* _Your objective_
Provide only the number of lines in the records where "TemplateOptions" appears.

[Collected data entries]
↓↓↓

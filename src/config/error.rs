//! Configuration error types.

use std::path::PathBuf;
use thiserror::Error;

#[derive(Debug, Error)]
pub enum ConfigError {
    #[error("IO error when reading `{0}`")]
    Io(PathBuf, #[source] std::io::Error),

    #[error("tessera.toml parsing error")]
    Toml(#[from] toml::de::Error),

    #[error("Config validation error: {0}")]
    Validation(String),
}
//! Compile-on-first-access rendering through the template cache.

use std::fmt;
use std::sync::Arc;

use super::cache::TemplateCache;
use super::provider::StoreViewProvider;
use crate::services::ServiceLocator;
use crate::template::{
    Object, RenderError, RenderFrame, Template, TemplateOptions, TemplateParser, Value, globals,
};

pub struct ViewRenderer {
    provider: Arc<StoreViewProvider>,
    cache: Arc<TemplateCache>,
    parser: Arc<TemplateParser>,
    options: TemplateOptions,
}

impl ViewRenderer {
    pub fn new(
        provider: Arc<StoreViewProvider>,
        cache: Arc<TemplateCache>,
        parser: Arc<TemplateParser>,
        options: TemplateOptions,
    ) -> Self {
        Self {
            provider,
            cache,
            parser,
            options,
        }
    }

    pub fn cache(&self) -> &TemplateCache {
        &self.cache
    }

    /// Cached template for `path`, compiling it from a fresh read on a miss.
    ///
    /// Concurrent misses may each compile; the last publish wins.
    pub async fn compiled(&self, path: &str) -> Result<Arc<Template>, RenderError> {
        if let Some(template) = self.cache.get(path) {
            return Ok(template);
        }

        let file = self.provider.resolve(path).await?;
        if !file.exists {
            return Err(RenderError::NotFound(path.to_owned()));
        }
        let source =
            String::from_utf8(file.bytes).map_err(|_| RenderError::InvalidUtf8(path.to_owned()))?;
        let template = Arc::new(self.parser.parse(&source)?);

        if let Some(token) = &file.token {
            self.cache.publish(path, Arc::clone(&template), token);
        }
        Ok(template)
    }

    /// Render `path` against `model`, writing to `sink` only on success.
    ///
    /// `ambient` is visible to the template as `ViewData`.
    pub async fn render(
        &self,
        path: &str,
        model: Value,
        ambient: Object,
        services: Option<Arc<ServiceLocator>>,
        sink: &mut (dyn fmt::Write + Send),
    ) -> Result<(), RenderError> {
        let template = self.compiled(path).await?;
        let globals = globals(model, ambient);
        let frame = RenderFrame::new(Arc::clone(&self.parser), services, &self.options);

        // Execution is synchronous and blocks on widget lookups
        let html =
            tokio::task::spawn_blocking(move || frame.render(&template, &globals)).await??;
        sink.write_str(&html)?;
        Ok(())
    }

    /// [`render`](Self::render) into a new string.
    pub async fn render_to_string(
        &self,
        path: &str,
        model: Value,
        services: Option<Arc<ServiceLocator>>,
    ) -> Result<String, RenderError> {
        let mut out = String::new();
        self.render(path, model, Object::new(), services, &mut out).await?;
        Ok(out)
    }
}
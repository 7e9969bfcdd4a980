//! Command-line interface definitions.
//!
//! Defines all CLI arguments and subcommands using clap.

use clap::{Parser, Subcommand};
use std::path::PathBuf;

/// Live, store-backed liquid views
#[derive(Parser, Debug, Clone)]
#[command(version, about, long_about = None, arg_required_else_help = true)]
pub struct Cli {
    /// Project root; config, seed and views paths are relative to it
    #[arg(short, long)]
    pub root: Option<PathBuf>,

    /// Config file name (default: tessera.toml)
    #[arg(short = 'C', long, default_value = "tessera.toml")]
    pub config: PathBuf,

    /// Directory of physical fallback views (relative to project root)
    #[arg(long)]
    pub views: Option<PathBuf>,

    /// subcommands
    #[command(subcommand)]
    pub command: Commands,
}

/// Available subcommands
#[derive(Subcommand, Debug, Clone)]
pub enum Commands {
    /// Serve views over HTTP, picking up page, widget and file edits live
    Serve {
        /// Interface to bind on
        #[arg(short, long)]
        interface: Option<String>,

        /// The port you should provide
        #[arg(short, long)]
        port: Option<u16>,

        /// enable watch
        #[arg(short, long, action = clap::ArgAction::Set, num_args = 0..=1, default_missing_value = "true", require_equals = false)]
        watch: Option<bool>,
    },

    /// Resolve one view and render it to stdout
    Render {
        /// View name, e.g. `Index` or `~/Shared/Foo.liquid`
        view: String,

        /// Controller the lookup runs for
        #[arg(long, default_value = "Home")]
        controller: String,

        /// Area the lookup runs for
        #[arg(long)]
        area: Option<String>,

        /// Model as a JSON object
        #[arg(long)]
        model: Option<String>,
    },

    /// Parse every stored page and widget, reporting diagnostics
    Check,
}

#[allow(unused)]
impl Cli {
    pub const fn is_serve(&self) -> bool {
        matches!(self.command, Commands::Serve { .. })
    }
    pub const fn is_render(&self) -> bool {
        matches!(self.command, Commands::Render { .. })
    }
    pub const fn is_check(&self) -> bool {
        matches!(self.command, Commands::Check)
    }
}

#[cfg(test)]
mod tests {
    use super::*;

    #[test]
    fn test_parse_render() {
        let cli = Cli::parse_from([
            "tessera", "-C", "site.toml", "render", "Index", "--controller", "Blog", "--model",
            r#"{"title":"x"}"#,
        ]);
        assert_eq!(cli.config, PathBuf::from("site.toml"));
        match cli.command {
            Commands::Render {
                view,
                controller,
                area,
                model,
            } => {
                assert_eq!(view, "Index");
                assert_eq!(controller, "Blog");
                assert!(area.is_none());
                assert_eq!(model.as_deref(), Some(r#"{"title":"x"}"#));
            }
            _ => panic!("expected render"),
        }
    }

    #[test]
    fn test_parse_serve_defaults() {
        let cli = Cli::parse_from(["tessera", "serve", "-w", "false"]);
        assert!(cli.is_serve());
        assert_eq!(cli.config, PathBuf::from("tessera.toml"));
        assert!(matches!(
            cli.command,
            Commands::Serve {
                port: None,
                watch: Some(false),
                ..
            }
        ));
    }
}
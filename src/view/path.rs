//! Virtual path helpers.
//!
//! Stored page paths and bus keys use the *normalized* form: a leading `/`,
//! the template extension stripped, everything lowercase.
//!
//! `/Home/Index.liquid` → `/home/index`

/// Default template file extension.
pub const VIEW_EXTENSION: &str = ".liquid";

/// Normalize a virtual path for store lookups and change tokens.
pub fn normalize(path: &str, extension: &str) -> String {
    let mut trimmed = path.trim();
    if let Some(rest) = trimmed.strip_prefix('~') {
        trimmed = rest;
    }
    let trimmed = strip_extension(trimmed, extension);

    let mut normalized = String::with_capacity(trimmed.len() + 1);
    if !trimmed.starts_with('/') {
        normalized.push('/');
    }
    normalized.push_str(&trimmed.replace('\\', "/").to_lowercase());
    normalized
}

/// Remove every trailing repetition of `extension` (case-insensitive).
pub fn strip_extension<'a>(path: &'a str, extension: &str) -> &'a str {
    if extension.is_empty() {
        return path;
    }
    let mut result = path;
    while has_extension(result, extension) {
        result = &result[..result.len() - extension.len()];
    }
    result
}

/// Whether `path` ends with `extension`, ignoring ASCII case.
pub fn has_extension(path: &str, extension: &str) -> bool {
    !extension.is_empty()
        && path.len() >= extension.len()
        && path.is_char_boundary(path.len() - extension.len())
        && path[path.len() - extension.len()..].eq_ignore_ascii_case(extension)
}

#[cfg(test)]
mod tests {
    use super::*;

    #[test]
    fn test_normalize_strips_extension_and_lowercases() {
        assert_eq!(normalize("/Home/Index.liquid", VIEW_EXTENSION), "/home/index");
        assert_eq!(normalize("/Shared/Foo.LIQUID", VIEW_EXTENSION), "/shared/foo");
    }

    #[test]
    fn test_normalize_repeated_extension() {
        assert_eq!(normalize("/a.liquid.liquid", VIEW_EXTENSION), "/a");
    }

    #[test]
    fn test_normalize_adds_leading_slash() {
        assert_eq!(normalize("home/index", VIEW_EXTENSION), "/home/index");
        assert_eq!(normalize("~/Home/Index.liquid", VIEW_EXTENSION), "/home/index");
    }

    #[test]
    fn test_normalize_is_idempotent() {
        let once = normalize("/Home/Index.liquid", VIEW_EXTENSION);
        assert_eq!(normalize(&once, VIEW_EXTENSION), once);
    }

    #[test]
    fn test_has_extension() {
        assert!(has_extension("index.liquid", ".liquid"));
        assert!(has_extension("index.Liquid", ".liquid"));
        assert!(!has_extension("index.html", ".liquid"));
        assert!(!has_extension("x", ".liquid"));
        assert!(!has_extension("x", ""));
    }

    #[test]
    fn test_strip_extension_multibyte_safe() {
        assert_eq!(strip_extension("页面", ".liquid"), "页面");
    }
}
//! Fallback provider reading view files from a directory.

use std::io::ErrorKind;
use std::path::{Component, Path, PathBuf};

use async_trait::async_trait;

use super::file::{FileProvider, ViewFile};
use crate::template::RenderError;

/// Serves `root/<virtual path>` from disk.
#[derive(Debug, Clone)]
pub struct PhysicalProvider {
    root: PathBuf,
}

impl PhysicalProvider {
    pub fn new(root: impl Into<PathBuf>) -> Self {
        Self { root: root.into() }
    }

    pub fn root(&self) -> &Path {
        &self.root
    }

    /// Disk location for `path`, or `None` if it would escape the root.
    pub fn locate(&self, path: &str) -> Option<PathBuf> {
        let relative = Path::new(path.trim_start_matches(['~', '/']));
        relative
            .components()
            .all(|c| matches!(c, Component::Normal(_)))
            .then(|| self.root.join(relative))
    }

    /// Inverse of [`locate`](Self::locate): the virtual path of a file under the root.
    pub fn virtual_path(&self, file: &Path) -> Option<String> {
        let relative = file.strip_prefix(&self.root).ok()?;
        let parts: Vec<_> = relative
            .components()
            .map(|c| c.as_os_str().to_str())
            .collect::<Option<_>>()?;
        Some(format!("/{}", parts.join("/")))
    }
}

#[async_trait]
impl FileProvider for PhysicalProvider {
    async fn get_file(&self, path: &str) -> Result<ViewFile, RenderError> {
        let Some(location) = self.locate(path) else {
            return Ok(ViewFile::missing());
        };

        let bytes = match tokio::fs::read(&location).await {
            Ok(bytes) => bytes,
            Err(err)
                if matches!(
                    err.kind(),
                    ErrorKind::NotFound | ErrorKind::NotADirectory | ErrorKind::IsADirectory
                ) =>
            {
                return Ok(ViewFile::missing());
            }
            Err(err) => {
                // A directory at the location is a miss, not a failure
                let is_dir = tokio::fs::metadata(&location)
                    .await
                    .is_ok_and(|meta| meta.is_dir());
                if is_dir {
                    return Ok(ViewFile::missing());
                }
                return Err(RenderError::Io(location, err));
            }
        };

        let last_modified = tokio::fs::metadata(&location)
            .await
            .and_then(|meta| meta.modified())
            .ok()
            .map(|time| chrono::DateTime::<chrono::Utc>::from(time).timestamp());

        Ok(ViewFile::found(bytes, last_modified))
    }
}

↑↑↑

* _Exercise answer_
3